Collected data entries:
══════
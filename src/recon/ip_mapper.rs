//! IP → 主机名映射：从全部 live 记录纯函数式重建

use std::collections::BTreeMap;
use std::net::IpAddr;

use crate::recon::aggregator::SubdomainMap;
use crate::recon::model::IpRecord;

pub type IpMap = BTreeMap<IpAddr, IpRecord>;

/// 由 live 记录构建 IP 映射；无 live 记录时为空
pub fn build_ip_map(records: &SubdomainMap) -> IpMap {
    let mut map = IpMap::new();
    for record in records.values().filter(|r| r.is_live()) {
        for ip in &record.ips {
            map.entry(*ip)
                .or_insert_with(|| IpRecord {
                    ip: *ip,
                    hostnames: Default::default(),
                })
                .hostnames
                .insert(record.hostname.clone());
        }
    }
    map
}

/// 按承载的主机名数量降序（相同时按 IP 升序）
pub fn by_host_count(map: &IpMap) -> Vec<&IpRecord> {
    let mut records: Vec<&IpRecord> = map.values().collect();
    records.sort_by(|a, b| b.hostnames.len().cmp(&a.hostnames.len()).then(a.ip.cmp(&b.ip)));
    records
}

#[cfg(test)]
mod tests {
    use super::*;
    use crate::recon::model::SubdomainRecord;
    use std::collections::BTreeSet;

    fn record(name: &str, ips: &[[u8; 4]]) -> SubdomainRecord {
        let mut r = SubdomainRecord::new(name, 0);
        let set: BTreeSet<IpAddr> = ips.iter().map(|o| IpAddr::from(*o)).collect();
        r.apply_resolution(&set);
        r
    }

    #[test]
    fn test_exact_inverse_of_live_mapping() {
        let records: SubdomainMap = [
            record("www.example.com", &[[10, 0, 0, 1], [10, 0, 0, 2]]),
            record("api.example.com", &[[10, 0, 0, 1]]),
            record("dead.example.com", &[]),
            SubdomainRecord::new("unknown.example.com", 0),
        ]
        .into_iter()
        .map(|r| (r.hostname.clone(), r))
        .collect();

        let map = build_ip_map(&records);
        assert_eq!(map.len(), 2);

        // 反向展开后与 live 的 name → IP 完全一致
        let mut forward: BTreeSet<(String, IpAddr)> = BTreeSet::new();
        for rec in map.values() {
            for host in &rec.hostnames {
                forward.insert((host.clone(), rec.ip));
            }
        }
        let expected: BTreeSet<(String, IpAddr)> = records
            .values()
            .filter(|r| r.is_live())
            .flat_map(|r| r.ips.iter().map(move |ip| (r.hostname.clone(), *ip)))
            .collect();
        assert_eq!(forward, expected);

        let ordered = by_host_count(&map);
        assert_eq!(ordered[0].ip, IpAddr::from([10, 0, 0, 1]));
        assert_eq!(ordered[0].hostnames.len(), 2);
    }

    #[test]
    fn test_no_live_records() {
        let records: SubdomainMap = [("a.example.com".to_string(), SubdomainRecord::new("a.example.com", 0))]
            .into_iter()
            .collect();
        assert!(build_ip_map(&records).is_empty());
    }
}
══════
» **WHAT IS NEEDED**
The exact wording of every entry above should be written out again.

» **WRITTEN SOLUTION**
filename src/recon/ip_mapper.rs
//! IP → 主机名映射：从全部 live 记录纯函数式重建

use std::collections::BTreeMap;
use std::net::IpAddr;

use crate::recon::aggregator::SubdomainMap;
use crate::recon::model::IpRecord;

pub type IpMap = BTreeMap<IpAddr, IpRecord>;

/// 由 live 记录构建 IP 映射；无 live 记录时为空
pub fn build_ip_map(records: &SubdomainMap) -> IpMap {
    let mut map = IpMap::new();
    for record in records.values().filter(|r| r.is_live()) {
        for ip in &record.ips {
            map.entry(*ip)
                .or_insert_with(|| IpRecord {
                    ip: *ip,
                    hostnames: Default::default(),
                })
                .hostnames
                .insert(record.hostname.clone());
        }
    }
    map
}

/// 按承载的主机名数量降序（相同时按 IP 升序）
pub fn by_host_count(map: &IpMap) -> Vec<&IpRecord> {
    let mut records: Vec<&IpRecord> = map.values().collect();
    records.sort_by(|a, b| b.hostnames.len().cmp(&a.hostnames.len()).then(a.ip.cmp(&b.ip)));
    records
}

#[cfg(test)]
mod tests {
    use super::*;
    use crate::recon::model::SubdomainRecord;
    use std::collections::BTreeSet;

    fn record(name: &str, ips: &[[u8; 4]]) -> SubdomainRecord {
        let mut r = SubdomainRecord::new(name, 0);
        let set: BTreeSet<IpAddr> = ips.iter().map(|o| IpAddr::from(*o)).collect();
        r.apply_resolution(&set);
        r
    }

    #[test]
    fn test_exact_inverse_of_live_mapping() {
        let records: SubdomainMap = [
            record("www.example.com", &[[10, 0, 0, 1], [10, 0, 0, 2]]),
            record("api.example.com", &[[10, 0, 0, 1]]),
            record("dead.example.com", &[]),
            SubdomainRecord::new("unknown.example.com", 0),
        ]
        .into_iter()
        .map(|r| (r.hostname.clone(), r))
        .collect();

        let map = build_ip_map(&records);
        assert_eq!(map.len(), 2);

        // 反向展开后与 live 的 name → IP 完全一致
        let mut forward: BTreeSet<(String, IpAddr)> = BTreeSet::new();
        for rec in map.values() {
            for host in &rec.hostnames {
                forward.insert((host.clone(), rec.ip));
            }
        }
        let expected: BTreeSet<(String, IpAddr)> = records
            .values()
            .filter(|r| r.is_live())
            .flat_map(|r| r.ips.iter().map(move |ip| (r.hostname.clone(), *ip)))
            .collect();
        assert_eq!(forward, expected);

        let ordered = by_host_count(&map);
        assert_eq!(ordered[0].ip, IpAddr::from([10, 0, 0, 1]));
        assert_eq!(ordered[0].hostnames.len(), 2);
    }

    #[test]
    fn test_no_live_records() {
        let records: SubdomainMap = [("a.example.com".to_string(), SubdomainRecord::new("a.example.com", 0))]
            .into_iter()
            .collect();
        assert!(build_ip_map(&records).is_empty());
    }
}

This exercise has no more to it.